Transformer compute graph:
  depth ≈ num_layers (fixed, ~12-96)
  parallel width ≈ N × H_heads
  → massive GPU utilisation

Empirical scaling laws (Chinchilla, Kaplan et al):
  loss ≈ A / N^α + B / D^β + irreducible
  where N = parameters, D = training tokens

Doubling parameters or data predictably decreases loss.
This predictability enabled the 'just make it bigger' era (GPT-2 → GPT-3 → GPT-4).

Transformers are the first neural architecture with genuinely useful scaling laws — bigger really does keep getting better

Landmark Transformer Models

Transformer (2017, Vaswani et al): 6-layer encoder + 6-layer decoder, ~65M params, trained for machine translation. Launched the era.
BERT (2018): 12-24 encoder layers, 110M-340M params. Pre-trained on masked language modelling — predict the blank. Dominated NLP understanding benchmarks.
GPT-2 (2019): 48 decoder layers, 1.5B params. Demonstrated that scaling + generation = emergent capabilities.
GPT-3 (2020): 96 layers, 175B params. In-context learning, zero-shot reasoning, code generation without fine-tuning.
LLaMA (2023): efficient open-weight decoder-only models (7B, 13B, 70B params) with RoPE and RMSNorm.
Today: GPT-4, Claude, Gemini — still transformer-based, with improvements in training, RLHF, context length, and mixture-of-experts routing.
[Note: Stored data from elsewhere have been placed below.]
//! Control API request validation
//!
//! Control bodies are parsed and fully validated before the store is
//! touched, so a rejected call never leaves a half-applied update behind.

use serde::Deserialize;
use std::num::{NonZeroU32, NonZeroU64};

use crate::item::{SecretItem, SecretKey};

/// Reasons a control call is rejected with HTTP 400.
#[derive(Debug, Clone, PartialEq, Eq, thiserror::Error)]
pub enum ControlError {
    /// Body is not JSON or a field has the wrong type.
    #[error("invalid control payload: {0}")]
    MalformedBody(String),

    /// `service` is absent or blank.
    #[error("invalid control payload: service must not be empty")]
    MissingService,

    /// `item` is absent or not a known secret item.
    #[error("invalid control payload: unknown item {0:?}")]
    UnknownItem(String),

    /// A numeric field is zero or negative.
    #[error("invalid control payload: {field} must be >= 1, got {value}")]
    NonPositive {
        /// Offending field name.
        field: &'static str,
        /// Value as sent.
        value: i64,
    },

    /// A numeric field does not fit its counter.
    #[error("invalid control payload: {field} is out of range: {value}")]
    OutOfRange {
        /// Offending field name.
        field: &'static str,
        /// Value as sent.
        value: i64,
    },
}

/// Wire shape shared by `set-version` and `fail-next`. Every field is
/// optional here so that missing fields surface as [`ControlError`]s rather
/// than opaque deserializer failures.
#[derive(Debug, Default, Deserialize)]
struct RawControlRequest {
    #[serde(default)]
    service: Option<String>,
    #[serde(default)]
    item: Option<String>,
    #[serde(default)]
    version: Option<i64>,
    #[serde(default)]
    count: Option<i64>,
}

/// Validated `POST /control/set-version` body.
#[derive(Debug, Clone, PartialEq, Eq)]
pub struct SetVersion {
    /// Key whose version is overwritten.
    pub key: SecretKey,
    /// New version.
    pub version: NonZeroU64,
}

/// Validated `POST /control/fail-next` body.
#[derive(Debug, Clone, PartialEq, Eq)]
pub struct FailNext {
    /// Key whose reads will fail.
    pub key: SecretKey,
    /// Number of consecutive reads to fail.
    pub count: NonZeroU32,
}

impl SetVersion {
    /// Parse and validate a raw request body. `version` defaults to 1.
    pub fn from_body(body: &[u8]) -> Result<Self, ControlError> {
        let raw = parse(body)?;
        let key = validate_key(&raw)?;
        let version = positive("version", raw.version.unwrap_or(1))?;
        Ok(Self { key, version })
    }
}

impl FailNext {
    /// Parse and validate a raw request body. `count` defaults to 1.
    pub fn from_body(body: &[u8]) -> Result<Self, ControlError> {
        let raw = parse(body)?;
        let key = validate_key(&raw)?;
        let value = raw.count.unwrap_or(1);
        let count = NonZeroU32::try_from(positive("count", value)?).map_err(|_| {
            ControlError::OutOfRange {
                field: "count",
                value,
            }
        })?;
        Ok(Self { key, count })
    }
}

fn parse(body: &[u8]) -> Result<RawControlRequest, ControlError> {
    serde_json::from_slice(body).map_err(|e| ControlError::MalformedBody(e.to_string()))
}

fn validate_key(raw: &RawControlRequest) -> Result<SecretKey, ControlError> {
    let service = raw.service.as_deref().unwrap_or_default().trim();
    if service.is_empty() {
        return Err(ControlError::MissingService);
    }
    let item = raw.item.as_deref().unwrap_or_default().trim();
    let item: SecretItem = item
        .parse()
        .map_err(|_| ControlError::UnknownItem(item.to_string()))?;
    Ok(SecretKey::new(service, item))
}

fn positive(field: &'static str, value: i64) -> Result<NonZeroU64, ControlError> {
    u64::try_from(value)
        .ok()
        .and_then(NonZeroU64::new)
        .ok_or(ControlError::NonPositive { field, value })
}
Translating 'The cat sat on the mat' to French with an encoder-decoder transformer: Encoder: Input embeddings + positional encoding for [The, cat, sat, on, the, mat] 6 blocks of self-attention + FFN → contextualised representations Output: 6 rich vectors capturing full English meaning. Decoder (generates one token at a time): Start token: <BOS> Block operations: 1. Causal self-attention over previously-generated tokens 2. Cross-attention: Q from decoder, K and V from encoder output 3. FFN Sample next token: 'Le' Repeat with [<BOS>, 'Le'] → 'chat' Continue: 'Le chat s'est assis sur le tapis' The cross-attention step is where the decoder 'looks at' the source — exactly the same mechanism as self-attention, but Q comes from the target and K,V from the source.